Here is what I would like yalls knowledge and experience on. When my dad was moved, from home, to hospital and then to nh, he had to pick (my mom and sister really) a new dr. Now the new dr. keeps giving my dad Seroquel, which is an antipsychotic. He says that it is to keep him from tremors, that are really big jerks, every so often.
The dr. put him on it in the first place, to control a little agression or not wanting to be there and with those new people. I asked him to give him less, as it makes him sleepy and groggy. He did for about 1 week. Now they have him back on the Seroquel, but just 25 mgs, in the evening. But it still affects him in the am and if he is given it at 4 pm, he misses out on some activities sometimes.

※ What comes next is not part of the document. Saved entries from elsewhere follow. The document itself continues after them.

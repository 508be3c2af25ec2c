//! Entity-name resolution.
//!
//! The language collaborator asks for canonical IDs by emitting tool calls,
//! one per named-entity mention. Each resolvable kind is one row of a static
//! table, so dispatch is a lookup instead of string matching and adding a
//! kind is exhaustive-checked through [`ResolutionKind`].
//!
//! Resolution is deliberately forgiving: a search miss (or a failed search
//! call) binds the mention to a `"<kind> not found"` sentinel so composition
//! can continue and the miss stays visible in the produced filter value.

use std::sync::Arc;

use async_trait::async_trait;
use indexmap::IndexMap;
use serde_json::{Map, Value};
use thiserror::Error;
use tracing::{debug, warn};

use crate::llm::{ToolCall, ToolDefinition};

/// Entity kinds whose mentions are resolved through the search service.
#[derive(Debug, Clone, Copy, PartialEq, Eq, Hash)]
pub enum ResolutionKind {
    Institution,
    Author,
    Keyword,
    Source,
    Funder,
    Publisher,
    Topic,
}

/// One row of the resolution table.
#[derive(Debug)]
pub struct ResolutionSpec {
    pub kind: ResolutionKind,
    /// Tool name offered to the collaborator.
    pub tool_name: &'static str,
    /// Argument key carrying the mention.
    pub arg_key: &'static str,
    /// Human-readable description of the tool argument.
    pub arg_descr: &'static str,
    /// Path segment of the search endpoint.
    pub search_path: &'static str,
    /// Prefix for canonical `"kind/ID"` values.
    pub id_prefix: &'static str,
    /// Whether returned IDs are lowercased.
    pub lowercase_id: bool,
    /// Key under which the raw mention is echoed back.
    pub raw_key: &'static str,
    /// Every column path this kind can appear under in a filter.
    pub column_paths: &'static [&'static str],
    /// Singular label, used for the not-found sentinel.
    pub label: &'static str,
}

impl ResolutionSpec {
    pub fn sentinel(&self) -> String {
        format!("{} not found", self.label)
    }

    /// The tool definition offered to the collaborator for this kind.
    pub fn tool_definition(&self) -> ToolDefinition {
        ToolDefinition {
            name: self.tool_name.to_string(),
            description: format!(
                "Get the OpenAlex {} ID from the API when a {} needs to be looked up to find the ID.",
                self.label, self.label
            ),
            parameters: serde_json::json!({
                "type": "object",
                "properties": {
                    self.arg_key: {
                        "type": "string",
                        "description": self.arg_descr,
                    },
                },
                "required": [self.arg_key],
                "additionalProperties": false,
            }),
        }
    }
}

/// The full dispatch table, one row per resolvable kind.
pub const RESOLUTION_TABLE: &[ResolutionSpec] = &[
    ResolutionSpec {
        kind: ResolutionKind::Institution,
        tool_name: "get_institution_id",
        arg_key: "institution_name",
        arg_descr: "The name of the institution that needs to be looked up.",
        search_path: "institutions",
        id_prefix: "institutions",
        lowercase_id: false,
        raw_key: "raw_institution_name",
        column_paths: &["authorships.institutions.id", "institutions.id"],
        label: "institution",
    },
    ResolutionSpec {
        kind: ResolutionKind::Author,
        tool_name: "get_author_id",
        arg_key: "author_name",
        arg_descr: "The name of the author that needs to be looked up.",
        search_path: "authors",
        id_prefix: "authors",
        lowercase_id: false,
        raw_key: "raw_author_name",
        column_paths: &["authorships.authors.id", "authors.id"],
        label: "author",
    },
    ResolutionSpec {
        kind: ResolutionKind::Keyword,
        tool_name: "get_keyword_id",
        arg_key: "search_name",
        arg_descr: "A short phrase or word to look up in the OpenAlex keywords.",
        search_path: "keywords",
        id_prefix: "keywords",
        lowercase_id: true,
        raw_key: "raw_search_name",
        column_paths: &["keywords.id"],
        label: "keyword",
    },
    ResolutionSpec {
        kind: ResolutionKind::Source,
        tool_name: "get_source_id",
        arg_key: "search_name",
        arg_descr: "The name of a journal, repository, or other to look up the OpenAlex source ID.",
        search_path: "sources",
        id_prefix: "sources",
        lowercase_id: true,
        raw_key: "raw_search_name",
        column_paths: &["primary_location.source.id"],
        label: "source",
    },
    ResolutionSpec {
        kind: ResolutionKind::Funder,
        tool_name: "get_funder_id",
        arg_key: "search_name",
        arg_descr: "The name of a funding organization to look up the OpenAlex funder ID.",
        search_path: "funders",
        id_prefix: "funders",
        lowercase_id: true,
        raw_key: "raw_search_name",
        column_paths: &["grants.funder"],
        label: "funder",
    },
    ResolutionSpec {
        kind: ResolutionKind::Publisher,
        tool_name: "get_publisher_id",
        arg_key: "search_name",
        arg_descr: "The name of a publishing organization to look up the OpenAlex publisher ID.",
        search_path: "publishers",
        id_prefix: "publishers",
        lowercase_id: true,
        raw_key: "raw_search_name",
        column_paths: &["primary_location.source.publisher_lineage"],
        label: "publisher",
    },
    ResolutionSpec {
        kind: ResolutionKind::Topic,
        tool_name: "get_topic_id",
        arg_key: "search_name",
        arg_descr: "The name of a topic to look up the OpenAlex topic ID.",
        search_path: "topics",
        id_prefix: "topics",
        lowercase_id: true,
        raw_key: "raw_search_name",
        column_paths: &["primary_topic.id"],
        label: "topic",
    },
];

impl ResolutionKind {
    pub fn spec(&self) -> &'static ResolutionSpec {
        let index = match self {
            ResolutionKind::Institution => 0,
            ResolutionKind::Author => 1,
            ResolutionKind::Keyword => 2,
            ResolutionKind::Source => 3,
            ResolutionKind::Funder => 4,
            ResolutionKind::Publisher => 5,
            ResolutionKind::Topic => 6,
        };
        &RESOLUTION_TABLE[index]
    }

    pub fn from_tool_name(name: &str) -> Option<Self> {
        RESOLUTION_TABLE
            .iter()
            .find(|s| s.tool_name == name)
            .map(|s| s.kind)
    }
}

/// All tool definitions for the collaborator, in table order.
pub fn resolution_tools() -> Vec<ToolDefinition> {
    RESOLUTION_TABLE.iter().map(|s| s.tool_definition()).collect()
}

#[derive(Debug, Error)]
pub enum SearchError {
    #[error("entity search request failed: {0}")]
    Http(String),
    #[error("entity search response malformed: {0}")]
    Malformed(String),
}

/// Search-by-name lookup against the entity search service.
#[async_trait]
pub trait EntitySearch: Send + Sync {
    /// Returns the first (highest-relevance) match's bare ID, or `None`
    /// when there are no results. "No results" is a valid response, not an
    /// error.
    async fn search_id(
        &self,
        spec: &ResolutionSpec,
        name: &str,
    ) -> Result<Option<String>, SearchError>;
}

/// HTTP search against `{base}/{kind}?search={name}`.
pub struct HttpEntitySearch {
    client: reqwest::Client,
    base_url: String,
}

impl HttpEntitySearch {
    pub fn new(base_url: impl Into<String>) -> Self {
        Self {
            client: reqwest::Client::new(),
            base_url: base_url.into(),
        }
    }
}

#[async_trait]
impl EntitySearch for HttpEntitySearch {
    async fn search_id(
        &self,
        spec: &ResolutionSpec,
        name: &str,
    ) -> Result<Option<String>, SearchError> {
        let url = format!(
            "{}/{}?search={}",
            self.base_url,
            spec.search_path,
            urlencoding::encode(name)
        );
        let response = self
            .client
            .get(&url)
            .send()
            .await
            .map_err(|e| SearchError::Http(e.to_string()))?;
        if !response.status().is_success() {
            return Ok(None);
        }
        let body: Value = response
            .json()
            .await
            .map_err(|e| SearchError::Malformed(e.to_string()))?;

        let count = body["meta"]["count"].as_u64().unwrap_or(0);
        if count == 0 {
            return Ok(None);
        }
        let id = body["results"][0]["id"]
            .as_str()
            .ok_or_else(|| SearchError::Malformed("first result has no id".to_string()))?;
        let bare = id.rsplit('/').next().unwrap_or(id);
        Ok(Some(if spec.lowercase_id {
            bare.to_lowercase()
        } else {
            bare.to_string()
        }))
    }
}

/// One resolved mention, expanded to every column path its kind can appear
/// under. Request-scoped; consumed once by the composer.
#[derive(Debug, Clone, PartialEq)]
pub struct ResolvedEntityBinding {
    pub raw_mention: String,
    pub raw_key: &'static str,
    /// Column path -> canonical `"kind/ID"` value (or the bare sentinel).
    pub canonical_filter_paths: IndexMap<String, String>,
}

impl ResolvedEntityBinding {
    /// Render the binding as the flat observation object echoed back into
    /// the conversation.
    pub fn to_json(&self) -> Value {
        let mut object = Map::new();
        object.insert(
            self.raw_key.to_string(),
            Value::String(self.raw_mention.clone()),
        );
        for (path, value) in &self.canonical_filter_paths {
            object.insert(path.clone(), Value::String(value.clone()));
        }
        Value::Object(object)
    }
}

/// Resolves the collaborator's tool calls against the search service.
pub struct EntityResolver {
    search: Arc<dyn EntitySearch>,
}

impl EntityResolver {
    pub fn new(search: Arc<dyn EntitySearch>) -> Self {
        Self { search }
    }

    /// Resolve every tool call in order. Unknown tools and malformed
    /// arguments are skipped with a warning; search misses bind the
    /// sentinel value instead of failing.
    pub async fn resolve(&self, tool_calls: &[ToolCall]) -> Vec<ResolvedEntityBinding> {
        let mut bindings = Vec::with_capacity(tool_calls.len());
        for call in tool_calls {
            let Some(kind) = ResolutionKind::from_tool_name(&call.name) else {
                warn!(tool = %call.name, "collaborator requested an unknown tool");
                continue;
            };
            let spec = kind.spec();
            let Some(mention) = call.arguments.get(spec.arg_key).and_then(Value::as_str)
            else {
                warn!(tool = %call.name, key = spec.arg_key, "tool call missing its argument");
                continue;
            };

            let value = match self.search.search_id(spec, mention).await {
                Ok(Some(id)) => format!("{}/{}", spec.id_prefix, id),
                Ok(None) => {
                    debug!(kind = spec.label, mention, "entity search found no match");
                    spec.sentinel()
                }
                Err(e) => {
                    warn!(kind = spec.label, mention, error = %e, "entity search failed");
                    spec.sentinel()
                }
            };

            let canonical_filter_paths = spec
                .column_paths
                .iter()
                .map(|path| (path.to_string(), value.clone()))
                .collect();
            bindings.push(ResolvedEntityBinding {
                raw_mention: mention.to_string(),
                raw_key: spec.raw_key,
                canonical_filter_paths,
            });
        }
        bindings
    }
}

#[cfg(test)]
mod tests {
    use super::*;
    use serde_json::json;

    struct FixtureSearch {
        id: Option<&'static str>,
    }

    #[async_trait]
    impl EntitySearch for FixtureSearch {
        async fn search_id(
            &self,
            _spec: &ResolutionSpec,
            _name: &str,
        ) -> Result<Option<String>, SearchError> {
            Ok(self.id.map(str::to_string))
        }
    }

    fn call(name: &str, args: Value) -> ToolCall {
        ToolCall {
            id: "tool_call_1".to_string(),
            name: name.to_string(),
            arguments: args,
        }
    }

    #[test]
    fn every_tool_name_maps_back_to_its_kind() {
        for spec in RESOLUTION_TABLE {
            assert_eq!(ResolutionKind::from_tool_name(spec.tool_name), Some(spec.kind));
            assert_eq!(spec.kind.spec().tool_name, spec.tool_name);
        }
        assert_eq!(ResolutionKind::from_tool_name("get_concept_id"), None);
    }

    #[tokio::test]
    async fn institution_match_expands_to_both_column_paths() {
        let resolver = EntityResolver::new(Arc::new(FixtureSearch {
            id: Some("I137902535"),
        }));
        let bindings = resolver
            .resolve(&[call(
                "get_institution_id",
                json!({"institution_name": "North Carolina State University"}),
            )])
            .await;
        assert_eq!(bindings.len(), 1);
        let rendered = bindings[0].to_json();
        assert_eq!(
            rendered["raw_institution_name"],
            "North Carolina State University"
        );
        assert_eq!(
            rendered["authorships.institutions.id"],
            "institutions/I137902535"
        );
        assert_eq!(rendered["institutions.id"], "institutions/I137902535");
    }

    #[tokio::test]
    async fn search_miss_binds_the_sentinel() {
        let resolver = EntityResolver::new(Arc::new(FixtureSearch { id: None }));
        let bindings = resolver
            .resolve(&[call(
                "get_institution_id",
                json!({"institution_name": "Unknown College"}),
            )])
            .await;
        let rendered = bindings[0].to_json();
        assert_eq!(rendered["institutions.id"], "institution not found");
    }

    #[tokio::test]
    async fn unknown_tools_are_skipped() {
        let resolver = EntityResolver::new(Arc::new(FixtureSearch { id: None }));
        let bindings = resolver
            .resolve(&[call("get_concept_id", json!({"search_name": "biology"}))])
            .await;
        assert!(bindings.is_empty());
    }

    #[tokio::test]
    async fn funder_binding_uses_the_grants_path() {
        let resolver = EntityResolver::new(Arc::new(FixtureSearch {
            id: Some("f4320306076"),
        }));
        let bindings = resolver
            .resolve(&[call("get_funder_id", json!({"search_name": "NSF"}))])
            .await;
        let rendered = bindings[0].to_json();
        assert_eq!(rendered["grants.funder"], "funders/f4320306076");
        assert_eq!(rendered["raw_search_name"], "NSF");
    }
}
//! Multi-turn query composition with bounded retry.
//!
//! Each attempt runs through an explicit state machine: compose a candidate
//! (with the resolution tools on offer), resolve any requested entity
//! lookups, then validate. A validation failure is appended into the
//! conversation as corrective feedback and the next attempt begins; the
//! transport itself failing is not retried. When the attempt bound is
//! reached without a valid candidate the composer reports exhaustion
//! carrying the last validation message.

use std::sync::Arc;

use serde_json::json;
use tracing::{debug, info, warn};

use crate::catalog::EntitySchemaRegistry;
use crate::error::TranslateError;
use crate::llm::{
    extract_json_object, ChatMessage, ChatRequest, LlmProvider, ResponseShape, ToolCall,
    ToolDefinition,
};
use crate::prompts;
use crate::query::QueryCandidate;
use crate::resolver::{resolution_tools, EntityResolver};
use crate::validator::QueryValidator;

enum ComposeState {
    Composing { attempt: u32 },
    Resolving { attempt: u32, calls: Vec<ToolCall> },
    Validating { attempt: u32, content: String },
    Done(QueryCandidate),
    Failed { attempts: u32, last_error: String },
}

pub struct QueryComposer {
    provider: Arc<dyn LlmProvider>,
    resolver: EntityResolver,
    max_attempts: u32,
}

impl QueryComposer {
    pub fn new(provider: Arc<dyn LlmProvider>, resolver: EntityResolver, max_attempts: u32) -> Self {
        Self {
            provider,
            resolver,
            max_attempts,
        }
    }

    /// Compose a validated query candidate for the prompt.
    pub async fn compose(
        &self,
        prompt: &str,
        registry: &EntitySchemaRegistry,
        validator: &QueryValidator,
    ) -> Result<QueryCandidate, TranslateError> {
        let tools: Vec<ToolDefinition> = resolution_tools();
        let mut messages = prompts::composer_messages(registry);
        messages.push(ChatMessage::user(prompt));

        let mut last_error = String::new();
        let mut state = ComposeState::Composing { attempt: 1 };

        loop {
            state = match state {
                ComposeState::Composing { attempt } => {
                    if attempt > self.max_attempts {
                        ComposeState::Failed {
                            attempts: self.max_attempts,
                            last_error: last_error.clone(),
                        }
                    } else {
                        debug!(attempt, "requesting a query candidate");
                        let request = ChatRequest::new(messages.clone())
                            .with_tools(tools.clone())
                            .with_shape(ResponseShape::Query);
                        let response = self.provider.chat(request).await?;
                        if response.has_tool_calls() {
                            ComposeState::Resolving {
                                attempt,
                                calls: response.tool_calls,
                            }
                        } else {
                            let content = response.require_content()?.to_string();
                            ComposeState::Validating { attempt, content }
                        }
                    }
                }

                ComposeState::Resolving { attempt, calls } => {
                    debug!(attempt, count = calls.len(), "resolving entity mentions");
                    let bindings = self.resolver.resolve(&calls).await;
                    let rendered: Vec<_> = bindings.iter().map(|b| b.to_json()).collect();
                    messages.push(ChatMessage::assistant(prompts::render_tool_calls(&calls)));
                    messages.push(ChatMessage::user(json!(rendered).to_string()));

                    // Re-issue without tools so this round must produce the
                    // candidate instead of another lookup.
                    let request =
                        ChatRequest::new(messages.clone()).with_shape(ResponseShape::Query);
                    let response = self.provider.chat(request).await?;
                    let content = response.require_content()?.to_string();
                    ComposeState::Validating { attempt, content }
                }

                ComposeState::Validating { attempt, content } => {
                    let candidate = extract_json_object(&content)
                        .map_err(|e| e.to_string())
                        .and_then(|value| {
                            serde_json::from_value::<QueryCandidate>(value)
                                .map_err(|e| format!("the query object was malformed: {e}"))
                        });

                    let problem = match candidate {
                        Ok(candidate) => match validator.validate_candidate(&candidate) {
                            Ok(()) => {
                                info!(attempt, "composed a valid query candidate");
                                state = ComposeState::Done(candidate);
                                continue;
                            }
                            Err(e) => e.to_string(),
                        },
                        Err(e) => e,
                    };

                    warn!(attempt, problem = %problem, "candidate rejected");
                    last_error = problem;
                    messages.push(ChatMessage::assistant(content));
                    messages.push(ChatMessage::user(format!(
                        "That was not correct. The following error message was received:\n\
                         {last_error}\n\nPlease try again."
                    )));
                    ComposeState::Composing {
                        attempt: attempt + 1,
                    }
                }

                ComposeState::Done(candidate) => return Ok(candidate),

                ComposeState::Failed {
                    attempts,
                    last_error,
                } => {
                    return Err(TranslateError::CompositionExhausted {
                        attempts,
                        last_error,
                    })
                }
            };
        }
    }
}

Ok, to much info. Do any of you know why this dr. gives an alz/parkinsons patient an antipsychotic like Seroquel? Is there not something else (like a parkinsons drug) that would work better?
Also, my dad is being taken on Wed. to a new neurologist (for some reason the nh and new dr. cannot use the old one). I am afraid if they do to many tests or procedures, that it will cause him to become worse. Any changes with alz. people, upsets them.
Well, thanks for listening and I gratefully await any replies or help.